Life According to Cynthia Ozick (Art Works Blog (3/24/2017)


  1. After witnessing Magda's murder, Rosa shoves the shawl in her own mouth to stifle her scream rather than make a sound and risk being shot by the camp guards. What does this scene reveal about Rosa? How does this scene repeat later in the novella?
  2. Do you agree with Cynthia Ozick's interpretation that Stella is "an equal victim with Rosa" and that "Stella has become a ghost or a phantom of all of Rosa's fears and terrible traumatic memories?"
  3. Why is Rosa so upset when she loses her underwear at the laundromat? Do you find the situation humorous? Why or why not?
  4. Why does Rosa decide to trust Simon Persky? Is his occupation significant to his character?
  5. What does Rosa mean when she tells Persky, "Your Warsaw isn't my Warsaw." How are their backgrounds different? How are they similar?
  6. How does Stella's life mirror Rosa's? How is it different? What does this suggest about their relationship?
  7. What role does Dr. Tree play in the novella? Are there people today who might act like Dr. Tree? Can you sympathize with Rosa's hatred for him?
  8. Why does Rosa reject labels like "survivor" and "refugee" in favor of "human being?"
  9. What does the shawl symbolize to Rosa? To Magda? To Stella?
  10. Discuss some Jewish symbols and imagery in the novella. How might these demonstrate that—even thirty-nine years later—Rosa's thoughts are never far from the concentration camp?
  11. In your experience, does the book reinforce or shatter stereotypes of Jewish American experience? Why or why not?
  12. By telling the story of Magda's death and of Rosa's survival, what does the book reveal about Rosa's personality and her will to live?
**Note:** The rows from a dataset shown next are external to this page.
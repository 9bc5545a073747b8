use geo_types::Coord;

use crate::errors::{self, GeoDataError};

/// An affine transform.
///
/// A six-element array storing the coefficients of an [affine transform]
/// used in mapping coordinates between pixel/line `(P, L)` (raster) space,
/// and `(Xp,Yp)` (projection/[`crate::SpatialRef`]) space.
///
/// # Interpretation
///
/// A `GeoTransform`'s components have the following meanings:
///
///   * `GeoTransform[0]`: x-coordinate of the upper-left corner of the upper-left pixel.
///   * `GeoTransform[1]`: W-E pixel resolution (pixel width).
///   * `GeoTransform[2]`: row rotation (typically zero).
///   * `GeoTransform[3]`: y-coordinate of the upper-left corner of the upper-left pixel.
///   * `GeoTransform[4]`: column rotation (typically zero).
///   * `GeoTransform[5]`: N-S pixel resolution (pixel height), negative value for a North-up image.
///
/// so that
///
/// ```text
/// Xp = gt[0] + P * gt[1] + L * gt[2]
/// Yp = gt[3] + P * gt[4] + L * gt[5]
/// ```
///
/// Datasets without georeferencing report [`DEFAULT_GEO_TRANSFORM`].
///
/// ## Note
///
/// Care with coefficient ordering is required when constructing an [affine transform matrix] from
/// a `GeoTransform`. If a 3x3 transform matrix is defined as:
///
/// ```text
/// | a b c |
/// | d e f |
/// | 0 0 1 |
/// ```
///
/// The corresponding `GeoTransform` ordering is:
///
/// ```text
/// [c, a, b, f, d, e]
/// ```
///
/// # Example
///
/// ```rust
/// # fn main() -> geodata::errors::Result<()> {
/// use geodata::GeoTransformEx;
/// let transform = [768269.0, 1.0, 0.0, 4057292.0, 0.0, -1.0];
/// let (x, y) = transform.apply(0.0, 0.0);
/// assert_eq!((x, y), (768269.0, 4057292.0));
/// let inverse = transform.invert()?;
/// let (p, l) = inverse.apply(x, y);
/// assert_eq!((p, l), (0.0, 0.0));
/// # Ok(())
/// # }
/// ```
///
/// [affine transform]: https://en.wikipedia.org/wiki/Affine_transformation
/// [affine transform matrix]: https://en.wikipedia.org/wiki/Transformation_matrix#Affine_transformations
pub type GeoTransform = [f64; 6];

/// The transform reported for datasets with no georeferencing.
pub const DEFAULT_GEO_TRANSFORM: GeoTransform = [0.0, 1.0, 0.0, 0.0, 0.0, 1.0];

/// Extension methods on [`GeoTransform`]
pub trait GeoTransformEx {
    /// Apply GeoTransform to x/y coordinate.
    fn apply(&self, pixel: f64, line: f64) -> (f64, f64);

    /// Apply GeoTransform to a pixel/line coordinate.
    fn apply_coord(&self, pixel_line: Coord<f64>) -> Coord<f64> {
        let (x, y) = self.apply(pixel_line.x, pixel_line.y);
        Coord { x, y }
    }

    /// Invert a [`GeoTransform`].
    ///
    /// Fails with [`GeoDataError::BadArgument`] when the transform is degenerate.
    fn invert(&self) -> errors::Result<GeoTransform>;

    /// `true` when the transform has no rotation terms and square pixels.
    fn is_north_up_square(&self) -> bool;
}

impl GeoTransformEx for GeoTransform {
    fn apply(&self, pixel: f64, line: f64) -> (f64, f64) {
        let geo_x = self[0] + pixel * self[1] + line * self[2];
        let geo_y = self[3] + pixel * self[4] + line * self[5];
        (geo_x, geo_y)
    }

    fn invert(&self) -> errors::Result<GeoTransform> {
        // fast path without rotation
        if self[2] == 0.0 && self[4] == 0.0 && self[1] != 0.0 && self[5] != 0.0 {
            return Ok([
                -self[0] / self[1],
                1.0 / self[1],
                0.0,
                -self[3] / self[5],
                0.0,
                1.0 / self[5],
            ]);
        }

        let det = self[1] * self[5] - self[2] * self[4];
        let magnitude = self[1]
            .abs()
            .max(self[2].abs())
            .max(self[4].abs().max(self[5].abs()));
        if det.abs() <= 1e-10 * magnitude * magnitude {
            return Err(GeoDataError::BadArgument(
                "Geo transform is uninvertible".to_string(),
            ));
        }

        let inv_det = 1.0 / det;
        Ok([
            (self[2] * self[3] - self[0] * self[5]) * inv_det,
            self[5] * inv_det,
            -self[2] * inv_det,
            (-self[1] * self[3] + self[0] * self[4]) * inv_det,
            -self[4] * inv_det,
            self[1] * inv_det,
        ])
    }

    fn is_north_up_square(&self) -> bool {
        self[2] == 0.0 && self[4] == 0.0 && (self[1].abs() - self[5].abs()).abs() <= 1e-10 * self[1].abs()
    }
}

#[cfg(test)]
mod tests {
    use super::*;
    use crate::assert_near;

    #[test]
    fn test_apply_identity() {
        let (x, y) = DEFAULT_GEO_TRANSFORM.apply(3.0, 4.0);
        assert_eq!((x, y), (3.0, 4.0));
    }

    #[test]
    fn test_invert_rotated() {
        let gt: GeoTransform = [100.0, 2.0, 0.5, 200.0, 0.25, -3.0];
        let inv = gt.invert().unwrap();
        let (x, y) = gt.apply(7.0, 11.0);
        let (p, l) = inv.apply(x, y);
        assert_near!(p, 7.0, epsilon = 1e-9);
        assert_near!(l, 11.0, epsilon = 1e-9);
    }

    #[test]
    fn test_invert_degenerate() {
        let gt: GeoTransform = [0.0, 1.0, 2.0, 0.0, 2.0, 4.0];
        assert!(gt.invert().is_err());
    }

    #[test]
    fn test_apply_coord() {
        let gt: GeoTransform = [10.0, 0.5, 0.0, 20.0, 0.0, -0.5];
        let c = gt.apply_coord(Coord { x: 2.0, y: 4.0 });
        assert_eq!(c, Coord { x: 11.0, y: 18.0 });
    }

    #[test]
    fn test_north_up_square() {
        assert!([0.0, 30.0, 0.0, 0.0, 0.0, -30.0].is_north_up_square());
        assert!(![0.0, 30.0, 0.0, 0.0, 0.0, -20.0].is_north_up_square());
        assert!(![0.0, 30.0, 1.0, 0.0, 0.0, -30.0].is_north_up_square());
    }
}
The Shawl Inspires Deep Engagement in Poughkeepsie, New York

“There was some resistance to the choice of book and addressing the themes of the Holocaust for four weeks was challenging. However, this Big Read connected with the public at a deeper level than any before. We credited this to the significant amount of first-person testimonies and to the intentional thoughtfulness of our scholars, our guests, our artists, our teachers, our librarians. Reflecting on this particular piece of literature brought us to reflections on the particular period of history and to the stories of our neighbors, told in poetry, photography, film, literature, onstage and in first-person telling. The survivors, the hidden children, the documentaries and the music offered very compelling accounts that moved local residents of all ages.”

Older woman holding a six-sided yellow star speaking at a podium
Hopewell Junction resident Jean Malkischer, a survivor of Auschwitz, shared her story as part of Poughkeepsie Public Library District’s Big Read. Photo by Joshua Feist

– from a report by the Poughkeepsie Public Library District, an NEA Big Read grant recipient in FY 2013-2014.

The Shawl Prompts Holocaust Survivors to Share Their Stories in Snow Hill, Maryland

“Marcel Drimmer who survived the Holocaust as a boy spoke to a full house about his experiences. He traveled to us from Washington, DC to share his past with us. His story was breathtaking and it is a miracle that he survived. Members of the audience praised Marcel for his bravery and for his perspective on life now that he is 77 years old. Marcel explained that he does not hate. Hatred is what caused the Holocaust. He stated that he would not allow his childhood to ruin the rest of his life and he led a full productive life as an engineer. He learned to put his memories in a place and leave them there so he could live his life to the fullest. He was emotional and it was evident that what he has tried to do has been effective to some extent but left unimaginable scars. These two first programs really provided participants with questions, comments, and answers to issues raised by the book, The Shawl. The highlight of the series was the camaraderie of the participants. There were many Jewish participants and they felt as if they and their ancestors were being “honored” by us choosing The Shawl for our Big Read. There were many tears as people shared their own stories and the stories of their loved ones.”

– from a report by the Worcester County Library, an NEA Big Read grant recipient in FY 2009-2010.